## SOURCE DATA:

☆ ☆ ☆ ☆

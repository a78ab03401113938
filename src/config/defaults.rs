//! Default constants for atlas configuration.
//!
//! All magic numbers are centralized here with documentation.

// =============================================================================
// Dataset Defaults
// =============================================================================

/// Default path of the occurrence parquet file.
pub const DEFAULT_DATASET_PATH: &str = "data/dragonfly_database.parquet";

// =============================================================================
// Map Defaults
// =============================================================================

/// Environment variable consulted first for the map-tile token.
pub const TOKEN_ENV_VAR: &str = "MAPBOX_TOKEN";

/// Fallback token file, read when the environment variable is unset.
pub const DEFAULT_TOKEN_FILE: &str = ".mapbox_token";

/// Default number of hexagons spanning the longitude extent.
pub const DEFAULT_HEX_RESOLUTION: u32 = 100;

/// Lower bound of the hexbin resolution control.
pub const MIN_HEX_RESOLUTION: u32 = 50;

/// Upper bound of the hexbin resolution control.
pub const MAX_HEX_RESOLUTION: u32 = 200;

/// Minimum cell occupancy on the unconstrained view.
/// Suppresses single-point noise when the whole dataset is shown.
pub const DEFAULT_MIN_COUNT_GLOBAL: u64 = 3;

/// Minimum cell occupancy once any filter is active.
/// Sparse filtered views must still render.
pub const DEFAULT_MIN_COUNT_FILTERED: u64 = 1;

☆ ☆ ☆ ☆

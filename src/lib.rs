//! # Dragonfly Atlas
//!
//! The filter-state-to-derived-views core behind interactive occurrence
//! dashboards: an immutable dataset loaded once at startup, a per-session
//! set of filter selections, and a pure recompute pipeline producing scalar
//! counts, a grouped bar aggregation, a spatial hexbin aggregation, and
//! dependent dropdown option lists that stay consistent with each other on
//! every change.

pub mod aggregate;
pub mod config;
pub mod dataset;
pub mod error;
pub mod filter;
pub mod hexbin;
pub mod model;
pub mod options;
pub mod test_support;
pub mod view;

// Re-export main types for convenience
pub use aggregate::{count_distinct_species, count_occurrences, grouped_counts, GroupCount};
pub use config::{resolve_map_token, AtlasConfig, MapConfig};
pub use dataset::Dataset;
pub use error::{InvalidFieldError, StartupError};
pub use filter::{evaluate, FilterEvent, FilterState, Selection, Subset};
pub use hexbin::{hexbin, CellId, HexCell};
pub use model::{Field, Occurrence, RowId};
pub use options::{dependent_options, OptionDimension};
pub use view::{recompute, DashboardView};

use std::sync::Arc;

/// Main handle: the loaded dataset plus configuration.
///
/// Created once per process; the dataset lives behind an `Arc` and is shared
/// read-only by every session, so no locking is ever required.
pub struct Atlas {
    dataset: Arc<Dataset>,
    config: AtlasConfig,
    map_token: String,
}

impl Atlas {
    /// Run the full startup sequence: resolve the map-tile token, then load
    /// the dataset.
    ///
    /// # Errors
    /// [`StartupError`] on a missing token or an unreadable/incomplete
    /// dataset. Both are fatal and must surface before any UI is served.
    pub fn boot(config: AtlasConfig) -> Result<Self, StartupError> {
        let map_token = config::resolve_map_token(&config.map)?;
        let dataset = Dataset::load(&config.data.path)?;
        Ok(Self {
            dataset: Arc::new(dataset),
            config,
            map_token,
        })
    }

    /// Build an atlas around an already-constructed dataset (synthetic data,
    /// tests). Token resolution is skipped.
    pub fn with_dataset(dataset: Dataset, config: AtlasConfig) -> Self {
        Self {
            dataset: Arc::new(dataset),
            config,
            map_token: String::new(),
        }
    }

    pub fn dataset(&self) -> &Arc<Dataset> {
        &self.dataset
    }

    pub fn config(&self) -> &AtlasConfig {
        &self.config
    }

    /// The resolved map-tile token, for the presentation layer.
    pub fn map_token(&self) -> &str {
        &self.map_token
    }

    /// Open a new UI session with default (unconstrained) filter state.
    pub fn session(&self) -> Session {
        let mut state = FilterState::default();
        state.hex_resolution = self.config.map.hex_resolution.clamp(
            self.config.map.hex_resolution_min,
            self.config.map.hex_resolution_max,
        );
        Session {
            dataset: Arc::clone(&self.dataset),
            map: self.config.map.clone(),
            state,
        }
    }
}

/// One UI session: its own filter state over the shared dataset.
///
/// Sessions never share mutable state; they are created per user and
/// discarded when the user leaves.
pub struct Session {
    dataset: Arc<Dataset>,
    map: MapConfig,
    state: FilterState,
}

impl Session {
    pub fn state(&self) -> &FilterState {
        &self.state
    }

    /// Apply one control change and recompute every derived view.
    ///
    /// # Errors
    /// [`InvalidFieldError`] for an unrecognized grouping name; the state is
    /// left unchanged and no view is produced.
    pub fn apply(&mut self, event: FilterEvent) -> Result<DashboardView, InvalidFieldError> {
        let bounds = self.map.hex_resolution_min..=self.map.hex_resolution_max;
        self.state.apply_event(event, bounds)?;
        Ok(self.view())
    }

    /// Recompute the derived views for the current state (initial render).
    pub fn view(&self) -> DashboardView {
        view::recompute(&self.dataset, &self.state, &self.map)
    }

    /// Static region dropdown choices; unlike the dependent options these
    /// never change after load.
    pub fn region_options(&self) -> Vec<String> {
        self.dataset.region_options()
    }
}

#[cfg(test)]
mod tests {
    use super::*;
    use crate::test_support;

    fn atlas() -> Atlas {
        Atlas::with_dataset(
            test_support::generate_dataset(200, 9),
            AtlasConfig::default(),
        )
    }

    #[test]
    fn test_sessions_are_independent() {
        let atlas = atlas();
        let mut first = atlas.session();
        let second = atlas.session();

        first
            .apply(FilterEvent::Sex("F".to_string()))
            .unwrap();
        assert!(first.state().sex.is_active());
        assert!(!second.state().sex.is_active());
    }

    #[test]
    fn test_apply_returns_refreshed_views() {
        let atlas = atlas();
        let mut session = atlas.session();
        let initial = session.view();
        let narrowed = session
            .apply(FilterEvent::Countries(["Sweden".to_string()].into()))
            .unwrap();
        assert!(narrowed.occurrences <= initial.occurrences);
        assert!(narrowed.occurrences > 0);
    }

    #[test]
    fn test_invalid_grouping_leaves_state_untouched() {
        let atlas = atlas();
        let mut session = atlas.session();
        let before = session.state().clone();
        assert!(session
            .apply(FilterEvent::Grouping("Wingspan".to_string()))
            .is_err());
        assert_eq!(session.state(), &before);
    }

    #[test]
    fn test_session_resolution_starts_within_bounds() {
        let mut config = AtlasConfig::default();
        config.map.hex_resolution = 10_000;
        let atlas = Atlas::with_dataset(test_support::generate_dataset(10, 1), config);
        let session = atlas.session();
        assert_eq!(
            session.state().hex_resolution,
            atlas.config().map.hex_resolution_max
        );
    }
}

☆ ☆ ☆ ☆

Extract from the records above the lines from the one containing "pub mod options;" to the one containing "pub fn map_token(&self)", both lines included, exactly as they appear and with nothing else.

pub mod options;
pub mod test_support;
pub mod view;

// Re-export main types for convenience
pub use aggregate::{count_distinct_species, count_occurrences, grouped_counts, GroupCount};
pub use config::{resolve_map_token, AtlasConfig, MapConfig};
pub use dataset::Dataset;
pub use error::{InvalidFieldError, StartupError};
pub use filter::{evaluate, FilterEvent, FilterState, Selection, Subset};
pub use hexbin::{hexbin, CellId, HexCell};
pub use model::{Field, Occurrence, RowId};
pub use options::{dependent_options, OptionDimension};
pub use view::{recompute, DashboardView};

use std::sync::Arc;

/// Main handle: the loaded dataset plus configuration.
///
/// Created once per process; the dataset lives behind an `Arc` and is shared
/// read-only by every session, so no locking is ever required.
pub struct Atlas {
    dataset: Arc<Dataset>,
    config: AtlasConfig,
    map_token: String,
}

impl Atlas {
    /// Run the full startup sequence: resolve the map-tile token, then load
    /// the dataset.
    ///
    /// # Errors
    /// [`StartupError`] on a missing token or an unreadable/incomplete
    /// dataset. Both are fatal and must surface before any UI is served.
    pub fn boot(config: AtlasConfig) -> Result<Self, StartupError> {
        let map_token = config::resolve_map_token(&config.map)?;
        let dataset = Dataset::load(&config.data.path)?;
        Ok(Self {
            dataset: Arc::new(dataset),
            config,
            map_token,
        })
    }

    /// Build an atlas around an already-constructed dataset (synthetic data,
    /// tests). Token resolution is skipped.
    pub fn with_dataset(dataset: Dataset, config: AtlasConfig) -> Self {
        Self {
            dataset: Arc::new(dataset),
            config,
            map_token: String::new(),
        }
    }

    pub fn dataset(&self) -> &Arc<Dataset> {
        &self.dataset
    }

    pub fn config(&self) -> &AtlasConfig {
        &self.config
    }

    /// The resolved map-tile token, for the presentation layer.
    pub fn map_token(&self) -> &str {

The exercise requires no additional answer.